On est stupéfait par le succès extraordinaire de cette application, mais, au fond, elle correspond à une aspiration profonde de nos contemporains : se montrer, acquérir une petite ou plus grande célébrité, briller par les apparences...

Notre monde se focalise sur l'image qui est de plus en plus présente partout : publicités, internet, télévision...

Et l'image peut être même retouchée... comble du raffinement ! Certains filtres permettent de magnifier les photos...

Les jeunes se passionnent pour les selfies, et ils envoient leurs clichés à des milliers de fans.

Un utilisateur d'instagram connaît plus particulièrement du succès : il met en scène des petits jouets dans différents quartiers de Paris, et les gens attendent avec impatience ces photos : pour montrer leur engouement, ils utilisent des "like"...

Je "like", tu "likes", nous "likons", et on en oublie d'argumenter vraiment, de dire et d'exprimer les raisons de telles appréciations.

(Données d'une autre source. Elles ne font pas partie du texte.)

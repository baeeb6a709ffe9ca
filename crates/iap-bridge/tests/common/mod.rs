//! Shared test doubles: a scripted in-memory billing service and a listener
//! that records every delivered event.

#![allow(dead_code)]

use async_trait::async_trait;
use iap_bridge::PurchaseCoordinator;
use iap_core::{
    BillingService, OneTimeOffer, PricingPhase, ProductCategory, PurchaseEvent,
    PurchaseEventListener, PurchaseFlowRequest, PurchaseState, HistoryRecord, ProductRecord,
    ResponseCode, ServiceHistoryRecord, ServiceProductDescriptor, ServicePurchase,
    ServiceResponse, ServiceResult, SubscriptionOffer,
};
use std::sync::atomic::{AtomicBool, AtomicUsize, Ordering};
use std::sync::{Arc, Mutex};

/// Scripted billing service. Every response can be replaced mid-test; every
/// call is recorded.
pub struct MockBillingService {
    pub connect_result: Mutex<ServiceResult>,
    pub ready: AtomicBool,
    pub connect_calls: AtomicUsize,

    pub one_time_details: Mutex<ServiceResponse<Vec<ServiceProductDescriptor>>>,
    pub subscription_details: Mutex<ServiceResponse<Vec<ServiceProductDescriptor>>>,
    pub purchases: Mutex<ServiceResponse<Vec<ServicePurchase>>>,
    pub history: Mutex<ServiceResponse<Vec<ServiceHistoryRecord>>>,

    pub launch_result: Mutex<ServiceResult>,
    pub consume_result: Mutex<ServiceResult>,
    pub acknowledge_result: Mutex<ServiceResult>,

    pub launches: Mutex<Vec<PurchaseFlowRequest>>,
    pub consumed_tokens: Mutex<Vec<String>>,
    pub acknowledged_tokens: Mutex<Vec<String>>,
}

impl MockBillingService {
    pub fn new() -> Arc<Self> {
        Arc::new(Self {
            connect_result: Mutex::new(ServiceResult::ok()),
            ready: AtomicBool::new(false),
            connect_calls: AtomicUsize::new(0),
            one_time_details: Mutex::new(ServiceResponse::ok(Vec::new())),
            subscription_details: Mutex::new(ServiceResponse::ok(Vec::new())),
            purchases: Mutex::new(ServiceResponse::ok(Vec::new())),
            history: Mutex::new(ServiceResponse::ok(Vec::new())),
            launch_result: Mutex::new(ServiceResult::ok()),
            consume_result: Mutex::new(ServiceResult::ok()),
            acknowledge_result: Mutex::new(ServiceResult::ok()),
            launches: Mutex::new(Vec::new()),
            consumed_tokens: Mutex::new(Vec::new()),
            acknowledged_tokens: Mutex::new(Vec::new()),
        })
    }

    pub fn set_connect_result(&self, result: ServiceResult) {
        *self.connect_result.lock().unwrap() = result;
    }

    pub fn set_one_time_details(&self, response: ServiceResponse<Vec<ServiceProductDescriptor>>) {
        *self.one_time_details.lock().unwrap() = response;
    }

    pub fn set_subscription_details(
        &self,
        response: ServiceResponse<Vec<ServiceProductDescriptor>>,
    ) {
        *self.subscription_details.lock().unwrap() = response;
    }

    pub fn set_purchases(&self, response: ServiceResponse<Vec<ServicePurchase>>) {
        *self.purchases.lock().unwrap() = response;
    }

    pub fn set_history(&self, response: ServiceResponse<Vec<ServiceHistoryRecord>>) {
        *self.history.lock().unwrap() = response;
    }

    pub fn set_consume_result(&self, result: ServiceResult) {
        *self.consume_result.lock().unwrap() = result;
    }

    pub fn launched(&self) -> Vec<PurchaseFlowRequest> {
        self.launches.lock().unwrap().clone()
    }
}

#[async_trait]
impl BillingService for MockBillingService {
    async fn start_connection(&self) -> ServiceResult {
        self.connect_calls.fetch_add(1, Ordering::SeqCst);
        let result = self.connect_result.lock().unwrap().clone();
        self.ready.store(result.is_ok(), Ordering::SeqCst);
        result
    }

    fn is_ready(&self) -> bool {
        self.ready.load(Ordering::SeqCst)
    }

    async fn query_product_details(
        &self,
        category: ProductCategory,
        _product_ids: &[String],
    ) -> ServiceResponse<Vec<ServiceProductDescriptor>> {
        match category {
            ProductCategory::OneTime => self.one_time_details.lock().unwrap().clone(),
            ProductCategory::Subscription => self.subscription_details.lock().unwrap().clone(),
        }
    }

    async fn launch_purchase_flow(&self, request: PurchaseFlowRequest) -> ServiceResult {
        self.launches.lock().unwrap().push(request);
        self.launch_result.lock().unwrap().clone()
    }

    async fn query_purchases(
        &self,
        _category: ProductCategory,
    ) -> ServiceResponse<Vec<ServicePurchase>> {
        self.purchases.lock().unwrap().clone()
    }

    async fn query_purchase_history(
        &self,
        _category: ProductCategory,
    ) -> ServiceResponse<Vec<ServiceHistoryRecord>> {
        self.history.lock().unwrap().clone()
    }

    async fn consume(&self, purchase_token: &str) -> ServiceResult {
        self.consumed_tokens
            .lock()
            .unwrap()
            .push(purchase_token.to_string());
        self.consume_result.lock().unwrap().clone()
    }

    async fn acknowledge(&self, purchase_token: &str) -> ServiceResult {
        self.acknowledged_tokens
            .lock()
            .unwrap()
            .push(purchase_token.to_string());
        self.acknowledge_result.lock().unwrap().clone()
    }

    async fn end_connection(&self) {
        self.ready.store(false, Ordering::SeqCst);
    }
}

/// Listener that records every event it receives, in order.
pub struct RecordingListener {
    events: Mutex<Vec<PurchaseEvent>>,
}

impl RecordingListener {
    pub fn new() -> Arc<Self> {
        Arc::new(Self {
            events: Mutex::new(Vec::new()),
        })
    }

    fn push(&self, event: PurchaseEvent) {
        self.events.lock().unwrap().push(event);
    }

    pub fn events(&self) -> Vec<PurchaseEvent> {
        self.events.lock().unwrap().clone()
    }

    /// Drain recorded events, resetting the log for the next test phase.
    pub fn take(&self) -> Vec<PurchaseEvent> {
        std::mem::take(&mut self.events.lock().unwrap())
    }

    pub fn names(&self) -> Vec<&'static str> {
        self.events.lock().unwrap().iter().map(|e| e.name()).collect()
    }
}

impl PurchaseEventListener for RecordingListener {
    fn on_initialized(&self, success: bool) {
        self.push(PurchaseEvent::Initialized { success });
    }

    fn on_catalog_success(&self, products: &[ProductRecord]) {
        self.push(PurchaseEvent::CatalogSuccess {
            products: products.to_vec(),
        });
    }

    fn on_catalog_failure(&self, message: &str) {
        self.push(PurchaseEvent::CatalogFailure {
            message: message.to_string(),
        });
    }

    fn on_history_success(&self, records: &[HistoryRecord]) {
        self.push(PurchaseEvent::HistorySuccess {
            records: records.to_vec(),
        });
    }

    fn on_purchase_success(&self, product: &ProductRecord) {
        self.push(PurchaseEvent::PurchaseSuccess {
            product: product.clone(),
        });
    }

    fn on_purchase_failure(&self, product: &ProductRecord, code: ResponseCode, message: &str) {
        self.push(PurchaseEvent::PurchaseFailure {
            product: product.clone(),
            code,
            message: message.to_string(),
        });
    }

    fn on_purchase_cancelled(&self, product: &ProductRecord) {
        self.push(PurchaseEvent::PurchaseCancelled {
            product: product.clone(),
        });
    }

    fn on_consume_success(&self, product: &ProductRecord) {
        self.push(PurchaseEvent::ConsumeSuccess {
            product: product.clone(),
        });
    }

    fn on_consume_failure(&self, product: &ProductRecord, code: ResponseCode, message: &str) {
        self.push(PurchaseEvent::ConsumeFailure {
            product: product.clone(),
            code,
            message: message.to_string(),
        });
    }

    fn on_query_purchases_success(&self, products: &[ProductRecord]) {
        self.push(PurchaseEvent::QueryPurchasesSuccess {
            products: products.to_vec(),
        });
    }

    fn on_query_purchases_failure(&self, code: ResponseCode, message: &str) {
        self.push(PurchaseEvent::QueryPurchasesFailure {
            code,
            message: message.to_string(),
        });
    }

    fn on_pass_status(&self, active: bool, token: &str) {
        self.push(PurchaseEvent::PassStatus {
            active,
            token: token.to_string(),
        });
    }

    fn on_unconsumed_update(&self, products: &[ProductRecord]) {
        self.push(PurchaseEvent::UnconsumedUpdate {
            products: products.to_vec(),
        });
    }
}

/// Standard config: one consumable, one non-consumable, one subscription.
pub const CONFIG: &str = r#"{
    "key": "license-abc",
    "items": {
        "coins_small": { "id": "coin_100", "type": "consumable" },
        "remove_ads": { "id": "no_ads", "type": "non_consumable" },
        "gold": { "id": "gold_monthly", "type": "subs" }
    }
}"#;

pub fn one_time_descriptor(id: &str, price_micros: i64) -> ServiceProductDescriptor {
    ServiceProductDescriptor {
        product_id: id.to_string(),
        title: format!("{id} title"),
        description: format!("{id} description"),
        one_time_offer: Some(OneTimeOffer {
            formatted_price: "$0.99".into(),
            currency_code: "USD".into(),
            price_micros,
        }),
        subscription_offers: Vec::new(),
    }
}

pub fn subscription_descriptor(id: &str, offer_token: &str) -> ServiceProductDescriptor {
    ServiceProductDescriptor {
        product_id: id.to_string(),
        title: format!("{id} title"),
        description: format!("{id} description"),
        one_time_offer: None,
        subscription_offers: vec![SubscriptionOffer {
            offer_token: offer_token.to_string(),
            pricing_phases: vec![PricingPhase {
                formatted_price: "$4.99".into(),
                currency_code: "USD".into(),
                price_micros: 4_990_000,
            }],
        }],
    }
}

pub fn purchased(product_id: &str, token: &str) -> ServicePurchase {
    ServicePurchase {
        product_ids: vec![product_id.to_string()],
        order_id: format!("order-{token}"),
        purchase_time_millis: 1_700_000_000_000,
        purchase_token: token.to_string(),
        original_payload: format!("{{\"productId\":\"{product_id}\"}}"),
        signature: format!("sig-{token}"),
        quantity: 1,
        state: PurchaseState::Purchased,
        acknowledged: false,
    }
}

/// Install the test log subscriber once; later calls are no-ops.
pub fn init_tracing() {
    let _ = tracing_subscriber::fmt()
        .with_env_filter(tracing_subscriber::EnvFilter::from_default_env())
        .with_test_writer()
        .try_init();
}

/// A coordinator initialized against the mock with the standard config and a
/// completed catalog refresh. The listener log starts empty.
pub async fn ready_coordinator() -> (
    PurchaseCoordinator,
    Arc<MockBillingService>,
    Arc<RecordingListener>,
) {
    init_tracing();

    let service = MockBillingService::new();
    service.set_one_time_details(ServiceResponse::ok(vec![
        one_time_descriptor("coin_100", 990_000),
        one_time_descriptor("no_ads", 2_990_000),
    ]));
    service.set_subscription_details(ServiceResponse::ok(vec![subscription_descriptor(
        "gold_monthly",
        "offer-gold",
    )]));

    let listener = RecordingListener::new();
    let mut coordinator = PurchaseCoordinator::new(service.clone());
    coordinator.set_listener(listener.clone());
    coordinator.initialize(CONFIG).await;
    coordinator.query_catalog().await;
    listener.take();

    (coordinator, service, listener)
}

L'inventeur de cette application, un américain, Kévin Systrom, peut se frotter les mains, il a réussi à faire fortune, avec cette idée toute simple : des photos à partager...

Des "stars" du foot participent au succès de l'entreprise, en diffusant des photos, des vidéos.

Les marques publicitaires se sont, bien sûr, emparées de cette application pour faire du marketing.

Le monde de l'image s'élargit de plus en plus, avec Instagram, les gens passent de plus en plus de temps à faire des photos, à les regarder, à les commenter, alors qu'elles n'ont pas, le plus souvent, un grand intérêt.


Dès lors, la réflexion se perd, se délite, au profit de simples apparences : le paraître l'emporte sur l'être...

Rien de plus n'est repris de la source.